Monday morning musings for workplace watchers

DOL Career Vacancies | Long-ago NLRB Memo | Biden’s OSHA Staffing

Ben Penn: Speculation about President-elect Joe Biden‘s pending announcement of Cabinet and sub-Cabinet picks is overshadowing the reality that the Trump administration has a chance to make a handful of important career moves at the U.S. Labor Department.

As the Biden transition begins to roll out its first Cabinet picks this week, it’s easy to lose sight of the series of vacancies in the senior executive service ranks at DOL, positions that have enormous day-to-day influence in implementing policy. Trump could make so-called eleventh-hour appointments to fill some of these career slots, in effect reducing Biden’s flexibility over DOL personnel.

For instance, the Wage and Hour Division has yet to replace Mary Ziegler, the long-tenured head of its policy office, who retired in February. Ziegler, though a civil servant, was considered aligned with the Obama administration’s worker-defending policies on minimum wage and overtime pay.

The Biden team might be inclined to hire someone who shares Ziegler’s philosophy as it looks to restore many of the Obama-era strategies come January. But Labor Secretary Eugene Scalia and Deputy Pat Pizzella could thwart them by installing a moderate, less-aggressive policy leader to the permanent WHD role.

Same goes for the Employment and Training Administration: It will soon lose its unemployment insurance administrator to retirement and has been without a Job Corps director for months. These aren’t political roles, but they carry weighty policy implications for jobless-benefits eligibility and youth job-training during the pandemic—topics at the center of recent partisan controversy.

Senior executive service appointments carry near-ironclad job security that would make it difficult for Biden to go in a different direction.

A big position at DOL’s Office of the Solicitor could be in the mix. West Coast Regional Solicitor Janet Herold faces a Thanksgiving deadline to accept a transfer to head the Occupational Safety and Health Administration’s Midwest office, or be terminated. If she refuses the involuntary transfer, Scalia would have two additional senior career vacancies—the OSHA post remains open—by week’s end.

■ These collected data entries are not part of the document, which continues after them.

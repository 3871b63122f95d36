//! Project domain model.
//!
//! # Invariants
//! - `progress` stays within `0..=100`.
//! - New projects always start at `progress = 0`.

use crate::model::person::PersonId;
use serde::{Deserialize, Deserializer, Serialize};

pub type ProjectId = i64;

pub const MAX_PROGRESS: u8 = 100;

/// Fixed project lifecycle states.
#[derive(Debug, Clone, Copy, PartialEq, Eq, Serialize, Deserialize)]
pub enum ProjectStatus {
    Planned,
    #[serde(rename = "In Progress")]
    InProgress,
    Completed,
    #[serde(rename = "On Hold")]
    OnHold,
}

/// Stored project record.
#[derive(Debug, Clone, PartialEq, Eq, Serialize, Deserialize)]
#[serde(rename_all = "camelCase")]
pub struct Project {
    pub id: ProjectId,
    pub name: String,
    #[serde(default)]
    pub description: String,
    pub status: ProjectStatus,
    #[serde(default, deserialize_with = "deserialize_progress")]
    pub progress: u8,
    #[serde(default)]
    pub owner_id: PersonId,
    #[serde(default)]
    pub assignee_ids: Vec<PersonId>,
    #[serde(default, skip_serializing_if = "Option::is_none")]
    pub due_date: Option<String>,
}

/// Project input without identity or progress.
#[derive(Debug, Clone, PartialEq, Eq)]
pub struct NewProject {
    pub name: String,
    pub description: String,
    pub status: ProjectStatus,
    pub owner_id: PersonId,
    pub assignee_ids: Vec<PersonId>,
    pub due_date: Option<String>,
}

impl NewProject {
    pub fn new(name: impl Into<String>, status: ProjectStatus) -> Self {
        Self {
            name: name.into(),
            description: String::new(),
            status,
            owner_id: PersonId::new(),
            assignee_ids: Vec::new(),
            due_date: None,
        }
    }

    /// Materializes the project with the given id and zero progress.
    pub fn into_project(self, id: ProjectId) -> Project {
        Project {
            id,
            name: self.name,
            description: self.description,
            status: self.status,
            progress: 0,
            owner_id: self.owner_id,
            assignee_ids: self.assignee_ids,
            due_date: self.due_date,
        }
    }
}

impl Project {
    /// Returns a copy with `progress` clamped to `MAX_PROGRESS`.
    pub fn with_progress(mut self, progress: u8) -> Self {
        self.progress = progress.min(MAX_PROGRESS);
        self
    }
}

/// Stored progress outside `0..=100` is clamped instead of rejecting the
/// whole collection.
fn deserialize_progress<'de, D>(deserializer: D) -> Result<u8, D::Error>
where
    D: Deserializer<'de>,
{
    let raw = i64::deserialize(deserializer)?;
    Ok(u8::try_from(raw.clamp(0, i64::from(MAX_PROGRESS))).unwrap_or(MAX_PROGRESS))
}

#[cfg(test)]
mod tests {
    use super::{Project, MAX_PROGRESS};

    fn decode(progress: &str) -> Project {
        serde_json::from_str(&format!(
            r#"{{"id":1,"name":"A","status":"Planned","progress":{progress}}}"#
        ))
        .unwrap()
    }

    #[test]
    fn stored_progress_is_clamped_into_range() {
        assert_eq!(decode("250").progress, MAX_PROGRESS);
        assert_eq!(decode("1000").progress, MAX_PROGRESS);
        assert_eq!(decode("-5").progress, 0);
        assert_eq!(decode("42").progress, 42);
    }

    #[test]
    fn missing_progress_defaults_to_zero() {
        let project: Project =
            serde_json::from_str(r#"{"id":1,"name":"A","status":"On Hold"}"#).unwrap();
        assert_eq!(project.progress, 0);
    }
}
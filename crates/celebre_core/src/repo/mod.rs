//! Repository layer abstractions and persistence implementations.
//!
//! # Responsibility
//! - Define the asynchronous document persistence contract.
//! - Isolate SQLite query details from state orchestration.
//!
//! # Invariants
//! - Repository APIs return semantic errors (`NotFound`) in addition to DB
//!   transport errors.
//! - Multi-row writes are all-or-nothing.

pub mod document_repo;
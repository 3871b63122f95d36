//! Process configuration for hosts embedding the core.
//!
//! # Responsibility
//! - Resolve database path and logging settings from environment variables.
//!
//! # Invariants
//! - Blank variables are treated as unset.
//! - Log level and log directory are validated with the same rules as
//!   `init_logging`.

use crate::logging::{default_log_level, normalize_level, normalize_log_dir};
use std::error::Error;
use std::fmt::{Display, Formatter};
use std::path::PathBuf;

pub const DB_PATH_ENV: &str = "CELEBRE_DB_PATH";
pub const LOG_LEVEL_ENV: &str = "CELEBRE_LOG_LEVEL";
pub const LOG_DIR_ENV: &str = "CELEBRE_LOG_DIR";

const DEFAULT_DB_FILE_NAME: &str = "celebre_state.sqlite3";

#[derive(Debug, Clone, PartialEq, Eq)]
pub enum ConfigError {
    InvalidLogLevel(String),
    InvalidLogDir(String),
}

impl Display for ConfigError {
    fn fmt(&self, f: &mut Formatter<'_>) -> std::fmt::Result {
        match self {
            Self::InvalidLogLevel(message) => write!(f, "{LOG_LEVEL_ENV}: {message}"),
            Self::InvalidLogDir(message) => write!(f, "{LOG_DIR_ENV}: {message}"),
        }
    }
}

impl Error for ConfigError {}

/// Resolved core configuration.
#[derive(Debug, Clone, PartialEq, Eq)]
pub struct CoreConfig {
    /// SQLite file backing both stores. `None` uses the temp-dir default.
    pub db_path: Option<PathBuf>,
    /// Normalized log level (`trace|debug|info|warn|error`).
    pub log_level: &'static str,
    /// Absolute directory for rolling log files. `None` disables file logs.
    pub log_dir: Option<PathBuf>,
}

impl Default for CoreConfig {
    fn default() -> Self {
        Self {
            db_path: None,
            log_level: default_log_level(),
            log_dir: None,
        }
    }
}

impl CoreConfig {
    /// Reads `CELEBRE_DB_PATH`, `CELEBRE_LOG_LEVEL` and `CELEBRE_LOG_DIR`.
    pub fn from_env() -> Result<Self, ConfigError> {
        Self::from_lookup(|name| std::env::var(name).ok())
    }

    /// Builds configuration from an arbitrary variable lookup.
    pub fn from_lookup(lookup: impl Fn(&str) -> Option<String>) -> Result<Self, ConfigError> {
        let read = |name: &str| {
            lookup(name)
                .map(|raw| raw.trim().to_string())
                .filter(|value| !value.is_empty())
        };

        let log_level = match read(LOG_LEVEL_ENV) {
            Some(raw) => normalize_level(&raw).map_err(ConfigError::InvalidLogLevel)?,
            None => default_log_level(),
        };
        let log_dir = read(LOG_DIR_ENV)
            .map(|raw| normalize_log_dir(&raw).map_err(ConfigError::InvalidLogDir))
            .transpose()?;

        Ok(Self {
            db_path: read(DB_PATH_ENV).map(PathBuf::from),
            log_level,
            log_dir,
        })
    }

    /// Effective database path.
    pub fn resolve_db_path(&self) -> PathBuf {
        self.db_path
            .clone()
            .unwrap_or_else(|| std::env::temp_dir().join(DEFAULT_DB_FILE_NAME))
    }
}
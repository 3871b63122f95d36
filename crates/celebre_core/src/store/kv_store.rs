//! Key-value store contract and implementations.
//!
//! # Responsibility
//! - Store JSON text under string keys.
//! - Offer typed `load`/`save` with the fail-open read policy and the
//!   swallow-on-failure write policy.
//!
//! # Invariants
//! - `load` on an absent or undecodable key returns the caller default.
//! - `save` overwrites unconditionally; on failure the previous value stays.
//! - Failures are logged with metadata only, never with stored values.

use crate::db::{self, DbError, SharedConnection};
use log::warn;
use rusqlite::{params, OptionalExtension};
use serde::de::DeserializeOwned;
use serde::Serialize;
use std::collections::BTreeMap;
use std::error::Error;
use std::fmt::{Display, Formatter};
use std::sync::Mutex;

pub type KvResult<T> = Result<T, KvError>;

/// Raw key-value store failure.
#[derive(Debug)]
pub enum KvError {
    Db(DbError),
    Serde(serde_json::Error),
    CapacityExceeded {
        key: String,
        required_bytes: usize,
        capacity_bytes: usize,
    },
    Poisoned,
}

impl Display for KvError {
    fn fmt(&self, f: &mut Formatter<'_>) -> std::fmt::Result {
        match self {
            Self::Db(err) => write!(f, "{err}"),
            Self::Serde(err) => write!(f, "value encoding failed: {err}"),
            Self::CapacityExceeded {
                key,
                required_bytes,
                capacity_bytes,
            } => write!(
                f,
                "storage capacity exceeded writing `{key}`: need {required_bytes} bytes, capacity {capacity_bytes}"
            ),
            Self::Poisoned => write!(f, "key-value store lock is poisoned"),
        }
    }
}

impl Error for KvError {
    fn source(&self) -> Option<&(dyn Error + 'static)> {
        match self {
            Self::Db(err) => Some(err),
            Self::Serde(err) => Some(err),
            Self::CapacityExceeded { .. } | Self::Poisoned => None,
        }
    }
}

impl From<DbError> for KvError {
    fn from(value: DbError) -> Self {
        Self::Db(value)
    }
}

impl From<rusqlite::Error> for KvError {
    fn from(value: rusqlite::Error) -> Self {
        Self::Db(DbError::Sqlite(value))
    }
}

impl From<serde_json::Error> for KvError {
    fn from(value: serde_json::Error) -> Self {
        Self::Serde(value)
    }
}

/// Raw string store. Typed access goes through `load` and `save`.
pub trait KeyValueStore {
    /// Returns the stored text for `key`, or `None` when absent.
    fn read_raw(&self, key: &str) -> KvResult<Option<String>>;

    /// Overwrites the stored text for `key`.
    fn write_raw(&self, key: &str, value: &str) -> KvResult<()>;

    /// Decodes the value under `key`, falling back to `default`.
    ///
    /// Absent keys, backend failures and decode failures all return
    /// `default`; this never reports an error.
    fn load<T: DeserializeOwned>(&self, key: &str, default: T) -> T
    where
        Self: Sized,
    {
        let raw = match self.read_raw(key) {
            Ok(Some(raw)) => raw,
            Ok(None) => return default,
            Err(err) => {
                warn!("event=kv_load module=store status=fallback key={key} reason=read_failed error={err}");
                return default;
            }
        };

        match serde_json::from_str(&raw) {
            Ok(value) => value,
            Err(err) => {
                warn!(
                    "event=kv_load module=store status=fallback key={key} reason=decode_failed line={} column={}",
                    err.line(),
                    err.column()
                );
                default
            }
        }
    }

    /// Encodes and writes `value` under `key`.
    ///
    /// Failures are logged and dropped; the previously stored value for
    /// `key` is left untouched.
    fn save<T: Serialize + ?Sized>(&self, key: &str, value: &T)
    where
        Self: Sized,
    {
        if let Err(err) = self.try_save(key, value) {
            warn!("event=kv_save module=store status=dropped key={key} error={err}");
        }
    }

    /// Encodes and writes `value`, reporting failures to the caller.
    fn try_save<T: Serialize + ?Sized>(&self, key: &str, value: &T) -> KvResult<()>
    where
        Self: Sized,
    {
        let encoded = serde_json::to_string(value)?;
        self.write_raw(key, &encoded)
    }
}

/// Key-value store on the `kv_entries` table.
#[derive(Clone)]
pub struct SqliteKeyValueStore {
    conn: SharedConnection,
}

impl SqliteKeyValueStore {
    pub fn new(conn: SharedConnection) -> Self {
        Self { conn }
    }
}

impl KeyValueStore for SqliteKeyValueStore {
    fn read_raw(&self, key: &str) -> KvResult<Option<String>> {
        let conn = db::lock(&self.conn)?;
        let value = conn
            .query_row(
                "SELECT value FROM kv_entries WHERE key = ?1;",
                [key],
                |row| row.get::<_, String>(0),
            )
            .optional()?;
        Ok(value)
    }

    fn write_raw(&self, key: &str, value: &str) -> KvResult<()> {
        let conn = db::lock(&self.conn)?;
        conn.execute(
            "INSERT INTO kv_entries (key, value, updated_at)
             VALUES (?1, ?2, (strftime('%s', 'now') * 1000))
             ON CONFLICT(key) DO UPDATE SET
                value = excluded.value,
                updated_at = excluded.updated_at;",
            params![key, value],
        )?;
        Ok(())
    }
}

/// In-process key-value store with an optional byte quota.
///
/// The quota counts key and value bytes across all entries, which is how
/// browser-style storage limits behave.
#[derive(Debug, Default)]
pub struct MemoryKeyValueStore {
    entries: Mutex<BTreeMap<String, String>>,
    capacity_bytes: Option<usize>,
}

impl MemoryKeyValueStore {
    pub fn new() -> Self {
        Self::default()
    }

    pub fn with_capacity_bytes(capacity_bytes: usize) -> Self {
        Self {
            entries: Mutex::new(BTreeMap::new()),
            capacity_bytes: Some(capacity_bytes),
        }
    }

    /// Returns stored keys in sorted order.
    pub fn keys(&self) -> Vec<String> {
        self.entries
            .lock()
            .map(|entries| entries.keys().cloned().collect())
            .unwrap_or_default()
    }

    pub fn is_empty(&self) -> bool {
        self.keys().is_empty()
    }
}

impl KeyValueStore for MemoryKeyValueStore {
    fn read_raw(&self, key: &str) -> KvResult<Option<String>> {
        let entries = self.entries.lock().map_err(|_| KvError::Poisoned)?;
        Ok(entries.get(key).cloned())
    }

    fn write_raw(&self, key: &str, value: &str) -> KvResult<()> {
        let mut entries = self.entries.lock().map_err(|_| KvError::Poisoned)?;

        if let Some(capacity_bytes) = self.capacity_bytes {
            let others: usize = entries
                .iter()
                .filter(|(existing, _)| existing.as_str() != key)
                .map(|(existing, stored)| existing.len() + stored.len())
                .sum();
            let required_bytes = others + key.len() + value.len();
            if required_bytes > capacity_bytes {
                return Err(KvError::CapacityExceeded {
                    key: key.to_string(),
                    required_bytes,
                    capacity_bytes,
                });
            }
        }

        entries.insert(key.to_string(), value.to_string());
        Ok(())
    }
}

#[cfg(test)]
mod tests {
    use super::{KeyValueStore, KvError, MemoryKeyValueStore, SqliteKeyValueStore};
    use crate::db::{open_db_in_memory, share};

    #[test]
    fn load_on_empty_store_returns_default() {
        let store = MemoryKeyValueStore::new();
        assert!(!store.load("isLoggedIn", false));
        assert_eq!(
            store.load("people", vec!["ana".to_string()]),
            vec!["ana".to_string()]
        );
    }

    #[test]
    fn save_then_load_ignores_default() {
        let store = MemoryKeyValueStore::new();
        store.save("isDarkMode", &true);
        assert!(store.load("isDarkMode", false));
    }

    #[test]
    fn corrupt_value_falls_back_to_default() {
        let store = MemoryKeyValueStore::new();
        store.write_raw("projects", "{not json").unwrap();
        assert_eq!(store.load::<Vec<i64>>("projects", vec![7]), vec![7]);
    }

    #[test]
    fn wrong_shape_falls_back_to_default() {
        let store = MemoryKeyValueStore::new();
        store.save("isLoggedIn", "yes");
        assert!(!store.load("isLoggedIn", false));
    }

    #[test]
    fn capacity_failure_is_swallowed_and_keeps_previous_value() {
        let store = MemoryKeyValueStore::with_capacity_bytes(32);
        store.save("k", &"small");
        store.save("k", &"x".repeat(64));
        assert_eq!(store.load("k", String::new()), "small");
    }

    #[test]
    fn try_save_reports_capacity_failure() {
        let store = MemoryKeyValueStore::with_capacity_bytes(8);
        let err = store.try_save("key", &"0123456789").unwrap_err();
        assert!(matches!(err, KvError::CapacityExceeded { capacity_bytes: 8, .. }));
    }

    #[test]
    fn sqlite_store_overwrites_per_key() {
        let store = SqliteKeyValueStore::new(share(open_db_in_memory().unwrap()));
        store.save("events", &vec![1, 2]);
        store.save("events", &vec![3]);
        store.save("projects", &vec![9]);

        assert_eq!(store.load::<Vec<i32>>("events", Vec::new()), vec![3]);
        assert_eq!(store.load::<Vec<i32>>("projects", Vec::new()), vec![9]);
        assert_eq!(store.read_raw("missing").unwrap(), None);
    }
}
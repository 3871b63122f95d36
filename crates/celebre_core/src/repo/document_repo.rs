//! Document repository contract and SQLite implementation.
//!
//! # Responsibility
//! - Provide asynchronous CRUD over the `documents` table.
//! - Keep SQL and blocking I/O off the caller's task.
//!
//! # Invariants
//! - `fetch_all` returns documents ordered by id ascending.
//! - `insert_many` assigns ids and commits the whole batch or nothing.
//! - `update`/`remove` on an unknown id reject with `NotFound`.
//! - Failures are returned once; there is no retry.

use crate::db::{self, DbError, SharedConnection};
use crate::model::document::{Document, DocumentId, NewDocument};
use async_trait::async_trait;
use log::{debug, error};
use rusqlite::{params, Connection, Row};
use std::error::Error;
use std::fmt::{Display, Formatter};
use std::sync::Arc;
use std::time::Instant;
use tokio::task::{spawn_blocking, JoinError};

const DOCUMENT_SELECT_SQL: &str = "SELECT
    id,
    name,
    doc_type,
    owner,
    department,
    uploaded_at,
    size_bytes
FROM documents";

pub type RepoResult<T> = Result<T, RepoError>;

/// Document repository failure.
#[derive(Debug)]
pub enum RepoError {
    Db(DbError),
    NotFound(DocumentId),
    InvalidData(String),
    /// The blocking worker running the query panicked or was cancelled.
    Task(JoinError),
}

impl Display for RepoError {
    fn fmt(&self, f: &mut Formatter<'_>) -> std::fmt::Result {
        match self {
            Self::Db(err) => write!(f, "{err}"),
            Self::NotFound(id) => write!(f, "document not found: {id}"),
            Self::InvalidData(message) => write!(f, "invalid persisted document data: {message}"),
            Self::Task(err) => write!(f, "document repository task failed: {err}"),
        }
    }
}

impl Error for RepoError {
    fn source(&self) -> Option<&(dyn Error + 'static)> {
        match self {
            Self::Db(err) => Some(err),
            Self::Task(err) => Some(err),
            Self::NotFound(_) | Self::InvalidData(_) => None,
        }
    }
}

impl From<DbError> for RepoError {
    fn from(value: DbError) -> Self {
        Self::Db(value)
    }
}

impl From<rusqlite::Error> for RepoError {
    fn from(value: rusqlite::Error) -> Self {
        Self::Db(DbError::Sqlite(value))
    }
}

impl From<JoinError> for RepoError {
    fn from(value: JoinError) -> Self {
        Self::Task(value)
    }
}

/// Asynchronous document persistence.
#[async_trait]
pub trait DocumentRepository: Send + Sync {
    /// Loads every stored document.
    async fn fetch_all(&self) -> RepoResult<Vec<Document>>;
    /// Stores new documents and returns them with their assigned ids.
    async fn insert_many(&self, documents: Vec<NewDocument>) -> RepoResult<Vec<Document>>;
    /// Replaces the stored document with the same id.
    async fn update(&self, document: &Document) -> RepoResult<()>;
    /// Deletes the stored document with `id`.
    async fn remove(&self, id: DocumentId) -> RepoResult<()>;
}

/// SQLite-backed document repository.
#[derive(Clone)]
pub struct SqliteDocumentRepository {
    conn: SharedConnection,
}

impl SqliteDocumentRepository {
    pub fn new(conn: SharedConnection) -> Self {
        Self { conn }
    }

    async fn run<T, F>(&self, operation: &'static str, job: F) -> RepoResult<T>
    where
        T: Send + 'static,
        F: FnOnce(&mut Connection) -> RepoResult<T> + Send + 'static,
    {
        let conn = Arc::clone(&self.conn);
        let started_at = Instant::now();
        let result = spawn_blocking(move || -> RepoResult<T> {
            let mut guard = db::lock(&conn)?;
            job(&mut *guard)
        })
        .await
        .map_err(RepoError::from)
        .and_then(|inner| inner);

        match &result {
            Ok(_) => debug!(
                "event=doc_repo module=repo status=ok op={operation} duration_ms={}",
                started_at.elapsed().as_millis()
            ),
            Err(err) => error!(
                "event=doc_repo module=repo status=error op={operation} duration_ms={} error={err}",
                started_at.elapsed().as_millis()
            ),
        }
        result
    }
}

#[async_trait]
impl DocumentRepository for SqliteDocumentRepository {
    async fn fetch_all(&self) -> RepoResult<Vec<Document>> {
        self.run("fetch_all", |conn| {
            let mut stmt = conn.prepare(&format!("{DOCUMENT_SELECT_SQL} ORDER BY id ASC;"))?;
            let mut rows = stmt.query([])?;
            let mut documents = Vec::new();
            while let Some(row) = rows.next()? {
                documents.push(parse_document_row(row)?);
            }
            Ok(documents)
        })
        .await
    }

    async fn insert_many(&self, documents: Vec<NewDocument>) -> RepoResult<Vec<Document>> {
        self.run("insert_many", move |conn| {
            let tx = conn.transaction()?;
            let mut stored = Vec::with_capacity(documents.len());
            {
                let mut stmt = tx.prepare(
                    "INSERT INTO documents (
                        name,
                        doc_type,
                        owner,
                        department,
                        uploaded_at,
                        size_bytes
                    ) VALUES (?1, ?2, ?3, ?4, ?5, ?6);",
                )?;
                for document in documents {
                    validate_new_document(&document)?;
                    stmt.execute(params![
                        document.name.as_str(),
                        document.kind.as_str(),
                        document.owner.as_str(),
                        document.department.as_deref(),
                        document.uploaded_at.as_deref(),
                        document.size_bytes,
                    ])?;
                    stored.push(document.with_id(tx.last_insert_rowid()));
                }
            }
            tx.commit()?;
            Ok(stored)
        })
        .await
    }

    async fn update(&self, document: &Document) -> RepoResult<()> {
        let document = document.clone();
        self.run("update", move |conn| {
            let changed = conn.execute(
                "UPDATE documents
                 SET
                    name = ?1,
                    doc_type = ?2,
                    owner = ?3,
                    department = ?4,
                    uploaded_at = ?5,
                    size_bytes = ?6
                 WHERE id = ?7;",
                params![
                    document.name.as_str(),
                    document.kind.as_str(),
                    document.owner.as_str(),
                    document.department.as_deref(),
                    document.uploaded_at.as_deref(),
                    document.size_bytes,
                    document.id,
                ],
            )?;
            if changed == 0 {
                return Err(RepoError::NotFound(document.id));
            }
            Ok(())
        })
        .await
    }

    async fn remove(&self, id: DocumentId) -> RepoResult<()> {
        self.run("remove", move |conn| {
            let changed = conn.execute("DELETE FROM documents WHERE id = ?1;", [id])?;
            if changed == 0 {
                return Err(RepoError::NotFound(id));
            }
            Ok(())
        })
        .await
    }
}

fn validate_new_document(document: &NewDocument) -> RepoResult<()> {
    if document.name.trim().is_empty() {
        return Err(RepoError::InvalidData(
            "document name must not be blank".to_string(),
        ));
    }
    Ok(())
}

fn parse_document_row(row: &Row<'_>) -> RepoResult<Document> {
    let size_bytes: Option<i64> = row.get("size_bytes")?;
    if let Some(size) = size_bytes.filter(|size| *size < 0) {
        return Err(RepoError::InvalidData(format!(
            "negative size `{size}` in documents.size_bytes"
        )));
    }

    Ok(Document {
        id: row.get("id")?,
        name: row.get("name")?,
        kind: row.get("doc_type")?,
        owner: row.get("owner")?,
        department: row.get("department")?,
        uploaded_at: row.get("uploaded_at")?,
        size_bytes,
    })
}
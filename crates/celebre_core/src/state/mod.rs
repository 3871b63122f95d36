//! In-memory application state and write-through orchestration.
//!
//! # Responsibility
//! - Own the authoritative snapshot of every entity collection.
//! - Route each mutation through a pure transition, then commit the changed
//!   key to storage before returning.
//! - Hold transient UI state that is never persisted.
//!
//! # Invariants
//! - A key's store value is written after its snapshot is replaced and before
//!   the mutating call returns.
//! - Collections are committed independently; untouched keys are not
//!   rewritten.
//! - `current_user` is never absent after `EntityStateManager::open`.

pub mod manager;
pub mod transitions;
pub mod ui;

Vacancies that have lingered longer are more likely to be filled through late-term promotions because DOL already has had time to publicly notice the senior executive service opening and narrow the field of internal and external applicants.

More recent departures, such as at the unemployment insurance office, likely would require too much time for Scalia to hire a permanent replacement, meaning Biden’s DOL would inherit an “acting” official and have the chance to take over the hiring process.

Appointments to in-house review panels, with terms that extend into the next administration, also could be in store.

The Obama-era DOL embraced this practice in January 2017 when then-Labor Secretary Tom Perez tapped Tanya Goldman, a political appointee at the WHD at the time, to a two-year term on the DOL Administrative Review Board. That same month, Perez also quietly moved Leonard Howie to the ARB from his job directing DOL’s workers’ compensation office.

Gossip about a lame-duck White House potentially attempting to embed loyalists to extend its influence into the next administration is inevitable during presidential transitions—and Trump’s transition intransigence super-charges such rumors.

Pizzella, who oversees personnel decisions, is said to dislike this practice, known as “burrowing in.” Time will tell if the Trump White House has other ideas.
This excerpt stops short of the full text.